**Problem description**
Your task is to transcribe, without alteration, the lines from the top of the material below through the line bearing "fn endpoint_url(endpoint: Endpoint)", inclusive.

::::

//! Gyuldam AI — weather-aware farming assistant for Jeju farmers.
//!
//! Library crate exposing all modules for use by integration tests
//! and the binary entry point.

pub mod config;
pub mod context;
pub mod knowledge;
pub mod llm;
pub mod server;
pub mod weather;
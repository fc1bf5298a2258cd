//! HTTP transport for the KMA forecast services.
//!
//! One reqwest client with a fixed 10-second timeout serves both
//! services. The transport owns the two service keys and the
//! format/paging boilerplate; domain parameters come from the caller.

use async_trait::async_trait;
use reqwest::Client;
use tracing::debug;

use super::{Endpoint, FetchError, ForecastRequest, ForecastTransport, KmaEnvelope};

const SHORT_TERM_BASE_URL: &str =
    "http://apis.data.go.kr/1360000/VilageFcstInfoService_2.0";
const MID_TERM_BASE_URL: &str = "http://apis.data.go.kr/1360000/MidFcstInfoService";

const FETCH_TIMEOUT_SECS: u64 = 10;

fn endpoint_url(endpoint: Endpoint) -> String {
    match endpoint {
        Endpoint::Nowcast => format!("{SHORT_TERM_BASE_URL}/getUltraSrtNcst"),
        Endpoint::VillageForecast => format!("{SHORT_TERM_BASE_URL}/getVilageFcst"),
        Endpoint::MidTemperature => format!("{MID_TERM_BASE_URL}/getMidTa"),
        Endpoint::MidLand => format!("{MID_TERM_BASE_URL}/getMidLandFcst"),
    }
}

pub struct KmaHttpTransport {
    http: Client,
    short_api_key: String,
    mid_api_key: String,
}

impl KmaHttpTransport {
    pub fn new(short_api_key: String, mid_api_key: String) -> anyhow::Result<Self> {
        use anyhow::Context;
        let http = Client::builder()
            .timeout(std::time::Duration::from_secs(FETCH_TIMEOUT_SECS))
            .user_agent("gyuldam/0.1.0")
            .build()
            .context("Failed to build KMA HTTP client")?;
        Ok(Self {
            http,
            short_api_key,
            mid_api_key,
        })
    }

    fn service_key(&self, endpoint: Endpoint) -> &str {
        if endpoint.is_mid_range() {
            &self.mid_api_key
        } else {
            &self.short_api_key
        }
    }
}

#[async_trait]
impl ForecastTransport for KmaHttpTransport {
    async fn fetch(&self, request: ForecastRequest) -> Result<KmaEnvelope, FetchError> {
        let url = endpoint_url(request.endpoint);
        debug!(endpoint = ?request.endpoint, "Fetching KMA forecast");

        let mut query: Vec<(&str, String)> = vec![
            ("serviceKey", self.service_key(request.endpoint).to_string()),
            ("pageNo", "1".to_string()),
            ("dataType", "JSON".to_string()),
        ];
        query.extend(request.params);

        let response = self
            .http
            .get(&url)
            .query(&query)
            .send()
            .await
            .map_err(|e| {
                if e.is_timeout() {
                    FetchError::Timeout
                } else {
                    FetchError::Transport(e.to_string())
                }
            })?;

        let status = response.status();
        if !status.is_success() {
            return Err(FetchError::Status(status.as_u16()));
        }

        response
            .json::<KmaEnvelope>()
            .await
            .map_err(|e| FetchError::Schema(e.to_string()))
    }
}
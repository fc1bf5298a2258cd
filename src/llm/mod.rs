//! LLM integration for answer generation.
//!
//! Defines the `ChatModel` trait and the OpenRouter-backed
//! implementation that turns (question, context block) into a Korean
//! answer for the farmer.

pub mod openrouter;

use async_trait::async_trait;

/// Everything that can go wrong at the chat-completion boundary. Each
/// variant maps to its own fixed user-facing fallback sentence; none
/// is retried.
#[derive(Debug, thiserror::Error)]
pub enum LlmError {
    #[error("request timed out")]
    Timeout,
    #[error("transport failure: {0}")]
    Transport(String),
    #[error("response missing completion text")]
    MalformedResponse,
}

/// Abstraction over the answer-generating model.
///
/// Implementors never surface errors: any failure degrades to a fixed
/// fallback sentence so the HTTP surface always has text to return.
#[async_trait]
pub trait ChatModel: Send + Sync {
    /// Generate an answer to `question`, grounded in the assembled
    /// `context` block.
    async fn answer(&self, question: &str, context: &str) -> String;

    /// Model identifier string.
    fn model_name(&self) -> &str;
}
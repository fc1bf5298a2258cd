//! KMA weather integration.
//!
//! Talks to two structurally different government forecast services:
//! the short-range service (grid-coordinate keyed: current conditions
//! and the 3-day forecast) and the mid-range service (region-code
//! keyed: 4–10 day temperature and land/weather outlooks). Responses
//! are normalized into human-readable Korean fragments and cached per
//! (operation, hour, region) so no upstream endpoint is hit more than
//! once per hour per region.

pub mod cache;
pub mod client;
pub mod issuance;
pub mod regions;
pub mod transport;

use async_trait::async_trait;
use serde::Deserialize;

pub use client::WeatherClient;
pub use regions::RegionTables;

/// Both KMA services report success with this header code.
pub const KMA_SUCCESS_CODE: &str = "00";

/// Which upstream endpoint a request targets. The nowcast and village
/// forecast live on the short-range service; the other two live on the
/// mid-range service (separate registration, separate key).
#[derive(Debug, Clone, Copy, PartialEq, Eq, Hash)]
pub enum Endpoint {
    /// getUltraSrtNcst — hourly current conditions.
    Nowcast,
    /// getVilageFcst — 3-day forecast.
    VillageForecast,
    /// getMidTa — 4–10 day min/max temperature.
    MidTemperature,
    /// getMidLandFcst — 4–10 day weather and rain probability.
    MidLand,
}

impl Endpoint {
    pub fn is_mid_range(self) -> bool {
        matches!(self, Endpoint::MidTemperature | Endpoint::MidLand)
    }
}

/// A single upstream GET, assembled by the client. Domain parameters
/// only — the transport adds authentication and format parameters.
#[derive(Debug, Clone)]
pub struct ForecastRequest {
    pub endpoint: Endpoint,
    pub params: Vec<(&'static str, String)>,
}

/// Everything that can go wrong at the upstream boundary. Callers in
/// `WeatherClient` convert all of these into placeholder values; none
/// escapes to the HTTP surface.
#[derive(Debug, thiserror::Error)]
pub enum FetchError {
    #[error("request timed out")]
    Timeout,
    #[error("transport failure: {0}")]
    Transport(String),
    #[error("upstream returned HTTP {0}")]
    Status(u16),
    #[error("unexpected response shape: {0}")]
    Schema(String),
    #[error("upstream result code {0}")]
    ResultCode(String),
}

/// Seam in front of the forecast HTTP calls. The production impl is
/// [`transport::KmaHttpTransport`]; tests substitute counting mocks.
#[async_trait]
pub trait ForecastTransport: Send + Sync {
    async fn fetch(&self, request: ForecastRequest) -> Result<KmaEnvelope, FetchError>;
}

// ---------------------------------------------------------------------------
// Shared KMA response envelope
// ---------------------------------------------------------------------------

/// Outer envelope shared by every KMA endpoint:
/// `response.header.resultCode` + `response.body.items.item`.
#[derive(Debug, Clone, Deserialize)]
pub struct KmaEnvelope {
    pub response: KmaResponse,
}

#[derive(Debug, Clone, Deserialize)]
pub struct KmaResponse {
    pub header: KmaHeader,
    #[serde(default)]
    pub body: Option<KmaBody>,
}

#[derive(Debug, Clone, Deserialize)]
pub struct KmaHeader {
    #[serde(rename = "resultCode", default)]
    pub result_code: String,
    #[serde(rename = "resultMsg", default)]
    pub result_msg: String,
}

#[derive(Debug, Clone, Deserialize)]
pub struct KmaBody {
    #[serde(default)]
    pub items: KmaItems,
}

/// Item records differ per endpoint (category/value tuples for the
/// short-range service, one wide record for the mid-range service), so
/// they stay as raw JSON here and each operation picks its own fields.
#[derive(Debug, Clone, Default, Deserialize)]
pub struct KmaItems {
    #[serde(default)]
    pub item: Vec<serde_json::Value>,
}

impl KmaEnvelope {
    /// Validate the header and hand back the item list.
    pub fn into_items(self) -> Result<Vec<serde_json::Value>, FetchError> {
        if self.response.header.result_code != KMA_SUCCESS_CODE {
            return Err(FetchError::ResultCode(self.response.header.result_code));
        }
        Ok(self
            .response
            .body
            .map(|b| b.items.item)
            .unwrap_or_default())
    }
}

::::

**Task solution**
//! Gyuldam AI — weather-aware farming assistant for Jeju farmers.
//!
//! Library crate exposing all modules for use by integration tests
//! and the binary entry point.

pub mod config;
pub mod context;
pub mod knowledge;
pub mod llm;
pub mod server;
pub mod weather;
repository fc1bf5298a2258cd
//! HTTP transport for the KMA forecast services.
//!
//! One reqwest client with a fixed 10-second timeout serves both
//! services. The transport owns the two service keys and the
//! format/paging boilerplate; domain parameters come from the caller.

use async_trait::async_trait;
use reqwest::Client;
use tracing::debug;

use super::{Endpoint, FetchError, ForecastRequest, ForecastTransport, KmaEnvelope};

const SHORT_TERM_BASE_URL: &str =
    "http://apis.data.go.kr/1360000/VilageFcstInfoService_2.0";
const MID_TERM_BASE_URL: &str = "http://apis.data.go.kr/1360000/MidFcstInfoService";

const FETCH_TIMEOUT_SECS: u64 = 10;

fn endpoint_url(endpoint: Endpoint) -> String {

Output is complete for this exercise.